Sagittario (F 565) is the second ship of the s of the Italian Navy. She was sold to Peruvian Navy in the 2000s. Quiñones (FM-58) is one of eight Carvajal-class frigates of the Peruvian Navy. It is named after José Quiñones Gonzales, a Peruvian pilot who was a hero of the Ecuadorian–Peruvian War who sacrificed himself to destroy an enemy position.

Construction and career

Italian service

The ship initially built for the Italian Navy and was named Sagittario with a pennant of F 565. The ship was laid down on 4 February 1976, was launched on 22 June 1977 by the shipyard Riva Trigoso and commissioned in the Italian Navy on 18 November 1977.

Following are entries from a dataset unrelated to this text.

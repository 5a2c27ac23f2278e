//! Convert stage: drive the HEG `resample` tool.
//!
//! The stage merges the run-specific values — input/output paths, the
//! spatial subset corners and object name taken from the header report,
//! and the band's resolved field name — into the parameter template,
//! serializes the block to a temp file inside the working directory and
//! hands it to `resample -p`. Afterwards it sweeps up the tool's
//! droppings: its log, the `<output>.met` sidecar and two families of
//! transient scratch files.

use crate::config::ConversionConfig;
use crate::error::Hdf2TifError;
use crate::header::{self, HeaderReport};
use crate::params::{self, ResampleParams};
use crate::pipeline::cleanup;
use crate::products;
use crate::tool::ExternalTool;
use std::io::Write as _;
use std::path::{Path, PathBuf};
use tracing::{debug, info};

/// Fixed name of the log file resample writes into its cwd.
pub const LOG_FILENAME: &str = "resample.log";

/// Name prefixes of the scratch files resample leaves in its cwd.
pub const TRANSIENT_PREFIXES: [&str; 2] = ["filetable.temp_", "GetAttrtemp_"];

/// Run the conversion for one granule. `input` and `output` must be
/// absolute paths (the tool runs with `workdir` as its cwd).
pub fn resample_granule(
    input: &Path,
    output: &Path,
    report: &HeaderReport,
    workdir: &Path,
    config: &ConversionConfig,
) -> Result<(), Hdf2TifError> {
    let params = build_params(input, output, report, config)?;
    debug!(
        field_name = params.get(params::FIELD_NAME),
        object_name = params.get(params::OBJECT_NAME),
        "assembled resample parameters"
    );

    let param_file = write_param_file(&params, workdir)?;
    info!(output = %output.display(), "converting granule");

    let run_result = ExternalTool::new(config.resample_cmd())
        .arg("-p")
        .arg(param_file.path())
        .envs(&config.env_overrides())
        .current_dir(workdir)
        .verbose(config.verbose)
        .run();

    // The parameter file is removed when `param_file` drops, even on the
    // failure path.
    run_result?;

    cleanup::remove_if_exists(&workdir.join(LOG_FILENAME))?;
    cleanup::remove_if_exists(&met_sidecar(output))?;
    for prefix in TRANSIENT_PREFIXES {
        cleanup::remove_with_prefix(workdir, prefix)?;
    }

    Ok(())
}

/// Merge the run-specific values over the parameter template.
pub(crate) fn build_params(
    input: &Path,
    output: &Path,
    report: &HeaderReport,
    config: &ConversionConfig,
) -> Result<ResampleParams, Hdf2TifError> {
    let mut params =
        ResampleParams::template(&config.resampling_type, &config.ellipsoid_code);

    params.set(params::INPUT_FILENAME, input.display().to_string());
    params.set(params::OUTPUT_FILENAME, output.display().to_string());

    params.set(
        params::SPATIAL_SUBSET_UL_CORNER,
        format!("( {} )", report.require(header::GRID_UL_CORNER_LATLON)?),
    );
    params.set(
        params::SPATIAL_SUBSET_LR_CORNER,
        format!("( {} )", report.require(header::GRID_LR_CORNER_LATLON)?),
    );

    // The resampler addresses the grid as "<name>|"; hegtool reports the
    // grid list comma-terminated.
    let object_name = report
        .require(header::GRID_NAMES)?
        .replace(',', "")
        + "|";
    params.set(params::OBJECT_NAME, object_name);

    let product = report.require(header::INPUT_SHORTNAME)?;
    params.set(
        params::FIELD_NAME,
        products::field_name(product, &config.band),
    );

    Ok(params)
}

/// Serialize the parameter block to a temp file inside `workdir`.
fn write_param_file(
    params: &ResampleParams,
    workdir: &Path,
) -> Result<tempfile::NamedTempFile, Hdf2TifError> {
    let mut file = tempfile::Builder::new()
        .prefix("HegParam")
        .suffix(".prm")
        .tempfile_in(workdir)
        .map_err(|e| Hdf2TifError::ParamWriteFailed {
            path: workdir.to_path_buf(),
            source: e,
        })?;
    file.write_all(params.to_config_text().as_bytes())
        .map_err(|e| Hdf2TifError::ParamWriteFailed {
            path: file.path().to_path_buf(),
            source: e,
        })?;
    debug!(path = %file.path().display(), "wrote parameter file");
    Ok(file)
}

/// The `.met` sidecar resample creates next to the output raster.
pub(crate) fn met_sidecar(output: &Path) -> PathBuf {
    let mut name = output.file_name().unwrap_or_default().to_os_string();
    name.push(".met");
    output.with_file_name(name)
}
//! Group identifiers.
//!
//! A [`GroupId`] is 16 bytes rendered as 32 lowercase hex characters. The
//! final byte tags the kind of group, and in particular its visibility:
//!
//! | Suffix | Kind |
//! |--------|------|
//! | `0x24` | private root group |
//! | `0x25` | private subgroup |
//! | `0x2e` | public root group |
//! | `0x2f` | public subgroup |

use serde::{Deserialize, Serialize};
use std::fmt;
use std::str::FromStr;

use crate::error::{CoreError, CoreResult};

const GROUP_ID_BYTES: usize = 16;
const SUFFIX_PRIVATE: u8 = 0x24;
const SUFFIX_PRIVATE_SUB: u8 = 0x25;
const SUFFIX_PUBLIC: u8 = 0x2e;
const SUFFIX_PUBLIC_SUB: u8 = 0x2f;

/// Identifier of an audited group.
#[derive(Clone, PartialEq, Eq, Hash, PartialOrd, Ord, Serialize, Deserialize)]
#[serde(try_from = "String", into = "String")]
pub struct GroupId {
    hex: String,
    suffix: u8,
}

impl GroupId {
    /// Parse a group id from its hex form.
    ///
    /// Upper-case input is accepted and normalized to lower case.
    ///
    /// # Errors
    ///
    /// Returns [`CoreError::InvalidGroupId`] if the input is not 32 hex
    /// characters or carries an unknown type suffix.
    pub fn parse(value: &str) -> CoreResult<Self> {
        let invalid = |reason: &str| CoreError::InvalidGroupId {
            value: value.to_owned(),
            reason: reason.to_owned(),
        };

        let bytes = hex::decode(value).map_err(|e| invalid(&e.to_string()))?;
        let Some(&suffix) = bytes.last() else {
            return Err(invalid("empty id"));
        };
        if bytes.len() != GROUP_ID_BYTES {
            return Err(invalid(&format!(
                "expected {GROUP_ID_BYTES} bytes, got {}",
                bytes.len()
            )));
        }
        if !matches!(
            suffix,
            SUFFIX_PRIVATE | SUFFIX_PRIVATE_SUB | SUFFIX_PUBLIC | SUFFIX_PUBLIC_SUB
        ) {
            return Err(invalid(&format!("unknown type suffix {suffix:#04x}")));
        }

        Ok(Self {
            hex: hex::encode(bytes),
            suffix,
        })
    }

    /// Build a group id from 15 bytes of entropy plus the type suffix
    /// implied by `public` and `subgroup`.
    #[must_use]
    pub fn from_parts(body: [u8; 15], public: bool, subgroup: bool) -> Self {
        let suffix = match (public, subgroup) {
            (false, false) => SUFFIX_PRIVATE,
            (false, true) => SUFFIX_PRIVATE_SUB,
            (true, false) => SUFFIX_PUBLIC,
            (true, true) => SUFFIX_PUBLIC_SUB,
        };
        let mut bytes = [0u8; GROUP_ID_BYTES];
        bytes[..15].copy_from_slice(&body);
        bytes[15] = suffix;
        Self {
            hex: hex::encode(bytes),
            suffix,
        }
    }

    /// Whether the group is public.
    #[must_use]
    pub fn is_public(&self) -> bool {
        matches!(self.suffix, SUFFIX_PUBLIC | SUFFIX_PUBLIC_SUB)
    }

    /// Whether the group is a subgroup of another group.
    #[must_use]
    pub fn is_subgroup(&self) -> bool {
        matches!(self.suffix, SUFFIX_PRIVATE_SUB | SUFFIX_PUBLIC_SUB)
    }

    /// The canonical hex form.
    #[must_use]
    pub fn as_str(&self) -> &str {
        &self.hex
    }
}

impl fmt::Debug for GroupId {
    fn fmt(&self, f: &mut fmt::Formatter<'_>) -> fmt::Result {
        write!(f, "GroupId({})", self.hex)
    }
}

impl fmt::Display for GroupId {
    fn fmt(&self, f: &mut fmt::Formatter<'_>) -> fmt::Result {
        f.write_str(&self.hex)
    }
}

impl FromStr for GroupId {
    type Err = CoreError;

    fn from_str(s: &str) -> Result<Self, Self::Err> {
        Self::parse(s)
    }
}

impl TryFrom<String> for GroupId {
    type Error = CoreError;

    fn try_from(value: String) -> Result<Self, Self::Error> {
        Self::parse(&value)
    }
}

impl From<GroupId> for String {
    fn from(id: GroupId) -> Self {
        id.hex
    }
}

impl AsRef<str> for GroupId {
    fn as_ref(&self) -> &str {
        &self.hex
    }
}
//! Prelude module - commonly used types for convenient import.
//!
//! Use `use vigil_storage::prelude::*;` to import all essential types.

pub use crate::{KvStore, MemoryKvStore, ScopedKvStore, StorageError, StorageResult};

#[cfg(feature = "kv")]
pub use crate::SurrealKvStore;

On 31 October 2005 Sagittario was decommissioned and transferred to the Navy of Peru.

Peruvian service

The Peruvian flag first flew over the ship on 23 January 2006 in La Spezia, Italy while it was being outfitted for Peruvian usage.

For its commissioning process, Quiñones sailed from the port of La Spezia in the Mediterranean Sea, across the Atlantic Ocean and into the Pacific Ocean via the Panama Canal, and south to its base in Callao where it arrived on 22 January 2007.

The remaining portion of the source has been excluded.